B cells play an important role in the immune responses which affect the outcomes of kidney allografts. Dynamic changes of B-cell compartments in clinical kidney transplantation are still poorly understood. B-cell subsets were prospectively monitored using flow cytometry for 1 year in 98 kidney transplant recipients. Data were correlated with immunosuppression and clinical outcomes. An increase in the total population of B lymphocytes was observed during the first week after transplantation. The level of IgMhighCD38highCD24high transitional B cells reduced significantly up until the third month, with partial repopulation in the first year.
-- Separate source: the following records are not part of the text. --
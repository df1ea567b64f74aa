//! Pluggable index structures.
//!
//! An index is built over the identifier-to-record mapping and must be kept
//! in sync with every insert and delete — or answer those calls with
//! [`crate::LocusError::UnsupportedOperation`] to declare itself static
//! after construction.
//!
//! Capabilities are separate traits: an index advertises KNN, range or
//! reverse-KNN acceleration by returning itself from the matching `as_*`
//! accessor, and is then asked for a concrete search object per request.
//! Returning `None` from the search constructor declines the request (wrong
//! distance function, unsupported hints) without failing resolution.

use crate::database::Database;
use crate::distance::{DistanceFunction, DistanceValue};
use crate::error::Result;
use crate::ids::ObjectId;
use crate::query::{KnnSearch, QueryHint, RangeSearch, RknnSearch};

/// Page access counters for indexes backed by paged storage.
///
/// Purely informational; in-memory indexes simply report nothing.
#[derive(Debug, Clone, Copy, Default, PartialEq, Eq)]
pub struct PageAccesses {
    pub physical_reads: u64,
    pub physical_writes: u64,
    pub logical_accesses: u64,
}

/// A structure maintained alongside the object store.
pub trait Index<O, D: DistanceValue> {
    /// Short name for logs and statistics output.
    fn name(&self) -> &str;

    /// Incorporate newly inserted records. Called once per mutation with
    /// the whole batch, before any listener is notified.
    fn insert(&mut self, batch: &[(ObjectId, &O)]) -> Result<()>;

    /// Remove deleted records.
    fn delete(&mut self, batch: &[(ObjectId, &O)]) -> Result<()>;

    /// Physical I/O statistics, if this index tracks any.
    fn page_accesses(&self) -> Option<PageAccesses> {
        None
    }

    /// KNN capability, if supported.
    fn as_knn(&self) -> Option<&dyn KnnIndex<O, D>> {
        None
    }

    /// Range capability, if supported.
    fn as_range(&self) -> Option<&dyn RangeIndex<O, D>> {
        None
    }

    /// Reverse-KNN capability, if supported.
    fn as_rknn(&self) -> Option<&dyn RknnIndex<O, D>> {
        None
    }
}

/// KNN acceleration.
pub trait KnnIndex<O, D: DistanceValue> {
    /// Construct an accelerated KNN search for the given distance function,
    /// or decline with `None`.
    fn knn_search<'a>(
        &'a self,
        database: &'a Database<O, D>,
        distance: &'a dyn DistanceFunction<O, Value = D>,
        hints: &[QueryHint],
    ) -> Option<Box<dyn KnnSearch<O, D> + 'a>>;
}

/// Range acceleration.
pub trait RangeIndex<O, D: DistanceValue> {
    fn range_search<'a>(
        &'a self,
        database: &'a Database<O, D>,
        distance: &'a dyn DistanceFunction<O, Value = D>,
        hints: &[QueryHint],
    ) -> Option<Box<dyn RangeSearch<O, D> + 'a>>;
}

/// Reverse-KNN acceleration.
pub trait RknnIndex<O, D: DistanceValue> {
    fn rknn_search<'a>(
        &'a self,
        database: &'a Database<O, D>,
        distance: &'a dyn DistanceFunction<O, Value = D>,
        hints: &[QueryHint],
    ) -> Option<Box<dyn RknnSearch<O, D> + 'a>>;
}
Lower numbers of transitional B cells in the third month were associated with higher risk of graft rejection. IgM+IgD+CD27- naive B cells did not change within follow-up. IgM+CD27+ nonswitched memory B cells and IgM-CD27+ switched memory B cells increased on post-operative day 7. IgM-CD38highCD27high plasmablasts showed similar kinetics during the first post-transplant year, similar to transitional B cells. In conclusion, sensitized kidney transplant recipients as well as those with either acute or chronic rejection within the first post-transplant year exhibited lower levels of transitional B cells. Therefore, these data further support the hypothesis that transitional B cells have a protective role in kidney transplantation.